§ Study material

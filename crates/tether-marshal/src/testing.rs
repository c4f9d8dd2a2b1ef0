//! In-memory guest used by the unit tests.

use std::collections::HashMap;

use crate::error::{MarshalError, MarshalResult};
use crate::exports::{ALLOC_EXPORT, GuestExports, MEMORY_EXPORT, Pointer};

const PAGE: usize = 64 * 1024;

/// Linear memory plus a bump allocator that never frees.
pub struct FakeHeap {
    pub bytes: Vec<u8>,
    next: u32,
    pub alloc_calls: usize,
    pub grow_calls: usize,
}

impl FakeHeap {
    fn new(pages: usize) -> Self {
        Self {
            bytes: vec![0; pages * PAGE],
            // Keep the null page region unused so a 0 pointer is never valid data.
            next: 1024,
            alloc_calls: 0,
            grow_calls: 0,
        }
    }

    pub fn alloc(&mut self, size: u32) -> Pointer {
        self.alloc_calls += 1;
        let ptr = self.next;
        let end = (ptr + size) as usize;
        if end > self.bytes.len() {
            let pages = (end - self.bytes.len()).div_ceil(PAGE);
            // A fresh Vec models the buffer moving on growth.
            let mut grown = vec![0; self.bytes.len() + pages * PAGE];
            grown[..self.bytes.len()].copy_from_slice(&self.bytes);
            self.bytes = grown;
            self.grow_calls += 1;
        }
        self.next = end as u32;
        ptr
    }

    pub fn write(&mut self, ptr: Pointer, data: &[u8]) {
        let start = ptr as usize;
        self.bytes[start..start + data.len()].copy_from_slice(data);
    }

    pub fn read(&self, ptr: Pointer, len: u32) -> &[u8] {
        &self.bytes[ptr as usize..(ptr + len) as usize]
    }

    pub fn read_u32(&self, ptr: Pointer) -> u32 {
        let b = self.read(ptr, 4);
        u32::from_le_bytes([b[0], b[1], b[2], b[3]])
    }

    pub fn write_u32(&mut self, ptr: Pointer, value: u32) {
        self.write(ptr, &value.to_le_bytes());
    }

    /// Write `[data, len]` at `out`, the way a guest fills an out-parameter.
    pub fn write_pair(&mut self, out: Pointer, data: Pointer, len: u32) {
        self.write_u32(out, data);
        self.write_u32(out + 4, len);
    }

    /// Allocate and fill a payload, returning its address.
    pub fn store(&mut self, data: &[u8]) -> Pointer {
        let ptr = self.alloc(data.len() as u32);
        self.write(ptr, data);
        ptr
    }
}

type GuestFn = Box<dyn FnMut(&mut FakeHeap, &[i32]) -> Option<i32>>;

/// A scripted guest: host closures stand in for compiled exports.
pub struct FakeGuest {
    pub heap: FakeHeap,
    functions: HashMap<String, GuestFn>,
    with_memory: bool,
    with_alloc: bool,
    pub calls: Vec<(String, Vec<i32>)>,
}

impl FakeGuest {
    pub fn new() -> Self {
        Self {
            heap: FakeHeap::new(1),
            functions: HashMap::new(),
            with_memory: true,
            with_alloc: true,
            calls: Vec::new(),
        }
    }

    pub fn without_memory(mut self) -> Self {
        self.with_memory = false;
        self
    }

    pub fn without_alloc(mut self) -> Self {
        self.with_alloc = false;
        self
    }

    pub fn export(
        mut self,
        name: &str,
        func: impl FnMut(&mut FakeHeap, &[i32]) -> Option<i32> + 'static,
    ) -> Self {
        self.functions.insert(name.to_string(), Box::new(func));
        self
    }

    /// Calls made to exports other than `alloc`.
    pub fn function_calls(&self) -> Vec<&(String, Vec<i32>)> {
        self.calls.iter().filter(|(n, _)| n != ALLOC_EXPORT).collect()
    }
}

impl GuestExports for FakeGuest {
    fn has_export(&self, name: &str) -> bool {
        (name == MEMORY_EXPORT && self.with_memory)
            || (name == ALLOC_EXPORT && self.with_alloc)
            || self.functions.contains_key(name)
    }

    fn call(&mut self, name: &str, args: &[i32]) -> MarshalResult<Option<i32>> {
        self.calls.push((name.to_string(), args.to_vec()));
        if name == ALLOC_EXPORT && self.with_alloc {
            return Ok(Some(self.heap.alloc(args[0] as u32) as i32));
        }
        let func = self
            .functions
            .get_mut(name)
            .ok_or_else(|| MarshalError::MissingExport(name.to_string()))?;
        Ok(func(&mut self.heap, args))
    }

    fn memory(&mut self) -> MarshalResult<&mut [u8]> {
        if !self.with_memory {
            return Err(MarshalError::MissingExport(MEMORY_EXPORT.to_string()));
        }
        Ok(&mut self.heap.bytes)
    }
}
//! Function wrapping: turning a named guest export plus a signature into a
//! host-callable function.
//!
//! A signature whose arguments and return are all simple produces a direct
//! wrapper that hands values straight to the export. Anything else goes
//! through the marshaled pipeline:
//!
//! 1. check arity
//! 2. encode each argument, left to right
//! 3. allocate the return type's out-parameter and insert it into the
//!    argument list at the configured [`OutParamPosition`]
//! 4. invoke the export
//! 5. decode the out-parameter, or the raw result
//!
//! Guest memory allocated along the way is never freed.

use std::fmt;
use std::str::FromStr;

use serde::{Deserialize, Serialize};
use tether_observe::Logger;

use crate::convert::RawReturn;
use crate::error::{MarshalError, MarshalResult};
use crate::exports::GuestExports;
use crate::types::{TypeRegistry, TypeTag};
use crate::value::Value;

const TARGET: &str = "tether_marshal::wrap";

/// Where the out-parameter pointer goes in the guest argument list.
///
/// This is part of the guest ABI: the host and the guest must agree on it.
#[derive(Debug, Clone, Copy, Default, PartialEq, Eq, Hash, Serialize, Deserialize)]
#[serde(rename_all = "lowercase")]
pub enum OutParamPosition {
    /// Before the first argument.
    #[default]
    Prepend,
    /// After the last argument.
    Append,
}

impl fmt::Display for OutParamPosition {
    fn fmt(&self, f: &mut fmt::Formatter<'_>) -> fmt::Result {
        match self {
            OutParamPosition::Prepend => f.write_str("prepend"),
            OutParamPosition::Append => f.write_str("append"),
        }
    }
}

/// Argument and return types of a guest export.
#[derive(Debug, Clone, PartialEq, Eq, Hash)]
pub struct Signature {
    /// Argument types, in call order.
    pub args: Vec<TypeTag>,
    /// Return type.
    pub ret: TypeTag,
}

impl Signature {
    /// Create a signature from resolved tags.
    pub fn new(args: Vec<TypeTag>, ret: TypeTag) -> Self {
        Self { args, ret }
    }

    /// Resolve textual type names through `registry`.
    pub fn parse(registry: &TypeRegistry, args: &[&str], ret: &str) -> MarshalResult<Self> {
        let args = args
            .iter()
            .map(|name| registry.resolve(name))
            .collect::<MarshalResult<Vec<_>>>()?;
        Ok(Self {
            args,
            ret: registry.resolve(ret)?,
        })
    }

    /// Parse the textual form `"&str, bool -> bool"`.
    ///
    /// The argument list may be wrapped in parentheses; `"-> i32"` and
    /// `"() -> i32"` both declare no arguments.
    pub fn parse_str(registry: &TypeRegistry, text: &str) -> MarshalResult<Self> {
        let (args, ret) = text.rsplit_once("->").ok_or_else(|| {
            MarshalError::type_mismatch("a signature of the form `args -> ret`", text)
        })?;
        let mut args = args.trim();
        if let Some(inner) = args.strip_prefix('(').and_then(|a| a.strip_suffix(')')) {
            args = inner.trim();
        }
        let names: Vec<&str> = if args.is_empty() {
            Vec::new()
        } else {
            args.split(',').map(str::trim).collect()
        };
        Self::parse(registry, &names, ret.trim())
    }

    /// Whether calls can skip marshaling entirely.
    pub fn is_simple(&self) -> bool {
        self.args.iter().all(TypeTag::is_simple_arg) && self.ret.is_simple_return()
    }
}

§ What to produce
Check which lines of the entries hold the word "functions", then please give only how many there are.

§ Task response
5